Collected data entries

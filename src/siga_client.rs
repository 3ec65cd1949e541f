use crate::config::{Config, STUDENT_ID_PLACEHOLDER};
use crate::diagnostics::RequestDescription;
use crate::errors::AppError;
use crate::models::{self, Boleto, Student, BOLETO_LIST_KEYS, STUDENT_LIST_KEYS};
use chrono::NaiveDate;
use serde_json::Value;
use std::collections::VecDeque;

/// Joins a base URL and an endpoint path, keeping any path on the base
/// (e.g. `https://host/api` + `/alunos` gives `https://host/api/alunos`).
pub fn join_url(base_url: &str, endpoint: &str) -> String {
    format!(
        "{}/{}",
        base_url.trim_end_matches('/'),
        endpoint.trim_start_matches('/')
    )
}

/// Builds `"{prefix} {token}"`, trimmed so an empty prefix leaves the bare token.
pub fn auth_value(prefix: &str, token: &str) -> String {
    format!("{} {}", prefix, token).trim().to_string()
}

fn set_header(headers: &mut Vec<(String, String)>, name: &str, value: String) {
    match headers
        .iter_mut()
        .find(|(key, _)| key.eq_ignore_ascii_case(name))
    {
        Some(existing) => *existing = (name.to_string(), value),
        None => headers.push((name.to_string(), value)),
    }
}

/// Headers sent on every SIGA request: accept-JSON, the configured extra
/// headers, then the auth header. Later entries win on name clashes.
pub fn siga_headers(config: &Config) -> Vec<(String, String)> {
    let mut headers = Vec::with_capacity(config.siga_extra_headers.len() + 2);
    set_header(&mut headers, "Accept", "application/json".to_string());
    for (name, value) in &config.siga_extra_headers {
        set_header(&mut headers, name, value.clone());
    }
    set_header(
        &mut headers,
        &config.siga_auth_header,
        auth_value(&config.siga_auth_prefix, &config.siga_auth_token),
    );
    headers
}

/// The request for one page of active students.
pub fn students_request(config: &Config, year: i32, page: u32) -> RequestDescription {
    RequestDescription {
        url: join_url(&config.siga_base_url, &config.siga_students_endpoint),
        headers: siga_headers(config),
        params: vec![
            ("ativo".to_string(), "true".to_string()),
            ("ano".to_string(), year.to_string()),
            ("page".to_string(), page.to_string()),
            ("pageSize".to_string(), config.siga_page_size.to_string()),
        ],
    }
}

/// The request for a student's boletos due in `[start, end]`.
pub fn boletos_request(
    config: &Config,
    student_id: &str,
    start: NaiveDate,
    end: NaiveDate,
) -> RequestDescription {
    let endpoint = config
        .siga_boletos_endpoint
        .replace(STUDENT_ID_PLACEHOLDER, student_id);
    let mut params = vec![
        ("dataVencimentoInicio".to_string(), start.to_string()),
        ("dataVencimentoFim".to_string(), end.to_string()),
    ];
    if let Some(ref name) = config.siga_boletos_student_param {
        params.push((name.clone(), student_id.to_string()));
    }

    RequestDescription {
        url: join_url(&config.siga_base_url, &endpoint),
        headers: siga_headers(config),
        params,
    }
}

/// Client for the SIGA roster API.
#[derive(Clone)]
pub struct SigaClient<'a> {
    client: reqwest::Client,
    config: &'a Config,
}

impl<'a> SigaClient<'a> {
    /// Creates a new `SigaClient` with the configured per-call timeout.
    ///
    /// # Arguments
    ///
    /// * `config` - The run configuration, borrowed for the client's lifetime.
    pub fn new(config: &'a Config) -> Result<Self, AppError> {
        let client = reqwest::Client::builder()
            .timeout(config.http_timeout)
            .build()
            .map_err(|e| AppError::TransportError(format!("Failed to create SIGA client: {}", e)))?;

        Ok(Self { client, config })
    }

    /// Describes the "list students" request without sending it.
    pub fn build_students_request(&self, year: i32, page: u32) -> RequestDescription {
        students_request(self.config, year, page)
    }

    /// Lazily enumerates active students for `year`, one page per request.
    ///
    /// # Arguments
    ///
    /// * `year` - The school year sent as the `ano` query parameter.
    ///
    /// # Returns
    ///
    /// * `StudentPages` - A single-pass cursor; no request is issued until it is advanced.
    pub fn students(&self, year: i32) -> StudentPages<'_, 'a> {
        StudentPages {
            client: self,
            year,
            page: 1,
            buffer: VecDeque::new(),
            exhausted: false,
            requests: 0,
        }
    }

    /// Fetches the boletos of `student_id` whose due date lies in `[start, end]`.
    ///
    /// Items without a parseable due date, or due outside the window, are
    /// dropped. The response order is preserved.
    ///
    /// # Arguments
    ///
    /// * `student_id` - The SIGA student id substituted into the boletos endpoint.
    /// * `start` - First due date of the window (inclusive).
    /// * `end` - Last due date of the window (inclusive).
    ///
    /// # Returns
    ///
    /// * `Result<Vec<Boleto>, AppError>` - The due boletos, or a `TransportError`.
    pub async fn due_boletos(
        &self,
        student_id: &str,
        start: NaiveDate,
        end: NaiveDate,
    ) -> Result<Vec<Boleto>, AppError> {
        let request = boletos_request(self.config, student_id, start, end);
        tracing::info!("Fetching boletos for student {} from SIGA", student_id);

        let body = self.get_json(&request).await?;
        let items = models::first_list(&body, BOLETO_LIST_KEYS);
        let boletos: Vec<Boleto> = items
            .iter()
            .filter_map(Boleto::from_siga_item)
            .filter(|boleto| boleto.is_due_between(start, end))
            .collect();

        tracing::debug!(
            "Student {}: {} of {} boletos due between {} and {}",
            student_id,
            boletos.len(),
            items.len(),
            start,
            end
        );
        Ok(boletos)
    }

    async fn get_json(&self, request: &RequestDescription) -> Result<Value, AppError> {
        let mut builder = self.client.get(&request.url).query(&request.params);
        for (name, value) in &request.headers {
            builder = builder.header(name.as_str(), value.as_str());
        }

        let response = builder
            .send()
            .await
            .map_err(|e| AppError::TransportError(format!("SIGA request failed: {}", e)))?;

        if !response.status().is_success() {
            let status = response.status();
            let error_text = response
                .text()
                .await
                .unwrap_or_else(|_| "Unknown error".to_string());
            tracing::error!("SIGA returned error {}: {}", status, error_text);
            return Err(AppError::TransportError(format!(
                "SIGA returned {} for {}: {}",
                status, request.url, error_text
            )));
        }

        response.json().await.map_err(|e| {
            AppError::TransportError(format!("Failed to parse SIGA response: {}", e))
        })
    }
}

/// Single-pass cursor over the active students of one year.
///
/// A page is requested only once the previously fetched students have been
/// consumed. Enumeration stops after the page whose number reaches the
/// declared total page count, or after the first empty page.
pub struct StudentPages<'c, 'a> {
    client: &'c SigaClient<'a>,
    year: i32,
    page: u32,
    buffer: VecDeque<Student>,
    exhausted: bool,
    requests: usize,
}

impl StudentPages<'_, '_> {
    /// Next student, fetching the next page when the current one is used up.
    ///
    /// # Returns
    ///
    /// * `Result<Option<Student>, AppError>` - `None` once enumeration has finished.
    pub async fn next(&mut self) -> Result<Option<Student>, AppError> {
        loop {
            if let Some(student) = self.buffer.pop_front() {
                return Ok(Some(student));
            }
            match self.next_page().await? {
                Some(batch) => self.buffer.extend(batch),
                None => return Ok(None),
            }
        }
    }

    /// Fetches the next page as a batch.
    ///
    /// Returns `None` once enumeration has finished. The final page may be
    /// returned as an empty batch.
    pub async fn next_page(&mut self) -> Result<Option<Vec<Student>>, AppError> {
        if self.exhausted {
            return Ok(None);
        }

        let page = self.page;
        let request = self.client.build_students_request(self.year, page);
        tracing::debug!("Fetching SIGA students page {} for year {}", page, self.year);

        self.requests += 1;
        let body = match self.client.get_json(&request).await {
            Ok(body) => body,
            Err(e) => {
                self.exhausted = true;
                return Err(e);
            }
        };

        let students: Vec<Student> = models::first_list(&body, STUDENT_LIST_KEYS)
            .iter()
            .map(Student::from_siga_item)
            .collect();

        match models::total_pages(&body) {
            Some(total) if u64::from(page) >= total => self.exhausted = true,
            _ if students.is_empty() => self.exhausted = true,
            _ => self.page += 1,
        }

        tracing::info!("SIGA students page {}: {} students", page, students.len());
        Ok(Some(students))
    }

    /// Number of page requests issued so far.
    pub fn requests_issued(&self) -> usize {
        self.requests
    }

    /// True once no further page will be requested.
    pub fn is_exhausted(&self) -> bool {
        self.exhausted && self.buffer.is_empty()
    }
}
---
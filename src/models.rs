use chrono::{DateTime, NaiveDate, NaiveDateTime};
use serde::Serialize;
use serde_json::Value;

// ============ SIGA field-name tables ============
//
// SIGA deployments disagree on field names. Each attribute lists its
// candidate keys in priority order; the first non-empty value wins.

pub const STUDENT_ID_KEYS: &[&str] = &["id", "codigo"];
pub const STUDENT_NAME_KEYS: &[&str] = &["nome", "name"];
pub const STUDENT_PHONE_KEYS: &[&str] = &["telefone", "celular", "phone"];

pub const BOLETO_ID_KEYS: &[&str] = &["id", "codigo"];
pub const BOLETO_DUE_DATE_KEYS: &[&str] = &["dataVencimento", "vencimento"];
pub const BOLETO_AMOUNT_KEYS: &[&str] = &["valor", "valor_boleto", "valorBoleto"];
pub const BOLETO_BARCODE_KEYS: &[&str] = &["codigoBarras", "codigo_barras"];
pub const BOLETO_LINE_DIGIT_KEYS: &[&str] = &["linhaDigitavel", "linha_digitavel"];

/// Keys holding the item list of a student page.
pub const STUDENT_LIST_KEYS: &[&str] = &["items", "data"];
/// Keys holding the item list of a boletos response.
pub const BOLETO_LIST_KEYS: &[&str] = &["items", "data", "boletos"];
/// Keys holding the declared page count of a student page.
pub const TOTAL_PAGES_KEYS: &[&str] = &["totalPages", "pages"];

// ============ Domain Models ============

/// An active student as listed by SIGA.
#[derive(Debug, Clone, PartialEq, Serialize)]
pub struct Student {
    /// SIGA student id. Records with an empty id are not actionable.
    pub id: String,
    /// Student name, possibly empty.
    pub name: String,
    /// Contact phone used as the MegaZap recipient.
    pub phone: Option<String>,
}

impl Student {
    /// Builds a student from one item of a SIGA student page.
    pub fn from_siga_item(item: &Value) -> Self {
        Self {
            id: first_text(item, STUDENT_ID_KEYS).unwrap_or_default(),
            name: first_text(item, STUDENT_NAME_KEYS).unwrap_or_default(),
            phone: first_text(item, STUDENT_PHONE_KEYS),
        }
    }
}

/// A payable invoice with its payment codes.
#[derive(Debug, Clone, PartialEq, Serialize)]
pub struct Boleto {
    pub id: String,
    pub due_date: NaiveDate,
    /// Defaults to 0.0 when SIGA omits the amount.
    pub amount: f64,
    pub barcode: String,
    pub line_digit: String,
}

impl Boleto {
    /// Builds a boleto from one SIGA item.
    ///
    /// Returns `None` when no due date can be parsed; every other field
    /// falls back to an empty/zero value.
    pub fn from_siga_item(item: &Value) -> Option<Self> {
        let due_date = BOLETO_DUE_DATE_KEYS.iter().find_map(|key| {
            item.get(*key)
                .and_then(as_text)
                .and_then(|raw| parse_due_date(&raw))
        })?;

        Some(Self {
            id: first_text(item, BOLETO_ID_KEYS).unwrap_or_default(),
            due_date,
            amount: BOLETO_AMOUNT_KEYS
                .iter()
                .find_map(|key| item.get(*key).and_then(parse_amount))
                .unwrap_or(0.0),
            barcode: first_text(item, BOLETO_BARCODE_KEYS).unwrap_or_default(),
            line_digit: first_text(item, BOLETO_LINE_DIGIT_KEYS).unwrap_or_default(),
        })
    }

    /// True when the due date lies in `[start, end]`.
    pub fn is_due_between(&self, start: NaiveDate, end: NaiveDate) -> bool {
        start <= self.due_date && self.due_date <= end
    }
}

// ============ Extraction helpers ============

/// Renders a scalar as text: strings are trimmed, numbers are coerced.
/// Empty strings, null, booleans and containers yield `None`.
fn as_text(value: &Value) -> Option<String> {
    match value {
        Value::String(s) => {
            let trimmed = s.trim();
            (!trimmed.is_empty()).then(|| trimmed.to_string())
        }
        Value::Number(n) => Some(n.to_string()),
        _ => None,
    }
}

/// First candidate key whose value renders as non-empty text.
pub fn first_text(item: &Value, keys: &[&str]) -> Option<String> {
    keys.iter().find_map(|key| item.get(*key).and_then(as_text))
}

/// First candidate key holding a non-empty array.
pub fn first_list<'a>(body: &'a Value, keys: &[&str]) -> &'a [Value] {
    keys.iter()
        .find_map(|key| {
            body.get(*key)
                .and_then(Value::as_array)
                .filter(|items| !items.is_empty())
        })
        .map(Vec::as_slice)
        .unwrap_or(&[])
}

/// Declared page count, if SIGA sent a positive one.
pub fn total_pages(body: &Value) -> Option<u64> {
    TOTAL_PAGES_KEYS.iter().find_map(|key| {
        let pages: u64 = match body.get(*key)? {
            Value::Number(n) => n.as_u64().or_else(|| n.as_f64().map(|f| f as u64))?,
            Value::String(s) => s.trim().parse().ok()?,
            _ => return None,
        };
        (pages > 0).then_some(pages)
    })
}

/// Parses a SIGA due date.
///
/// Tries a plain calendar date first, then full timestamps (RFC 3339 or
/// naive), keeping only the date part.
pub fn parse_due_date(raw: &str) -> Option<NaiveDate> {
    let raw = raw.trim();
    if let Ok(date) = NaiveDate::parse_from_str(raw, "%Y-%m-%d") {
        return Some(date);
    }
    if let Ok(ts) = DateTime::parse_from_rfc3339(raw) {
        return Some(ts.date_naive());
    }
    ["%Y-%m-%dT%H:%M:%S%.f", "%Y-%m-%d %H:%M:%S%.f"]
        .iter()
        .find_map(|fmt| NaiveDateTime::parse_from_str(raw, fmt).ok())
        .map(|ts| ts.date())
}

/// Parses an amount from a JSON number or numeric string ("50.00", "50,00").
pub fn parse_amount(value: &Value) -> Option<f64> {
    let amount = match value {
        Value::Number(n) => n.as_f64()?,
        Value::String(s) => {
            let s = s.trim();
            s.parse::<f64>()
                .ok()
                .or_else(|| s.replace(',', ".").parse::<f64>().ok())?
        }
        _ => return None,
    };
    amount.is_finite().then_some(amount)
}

§ How to complete this task
Gather up, from the records above, each line where the word "timeout" appears.

§ Result of this exercise
    /// Creates a new `SigaClient` with the configured per-call timeout.
            .timeout(config.http_timeout)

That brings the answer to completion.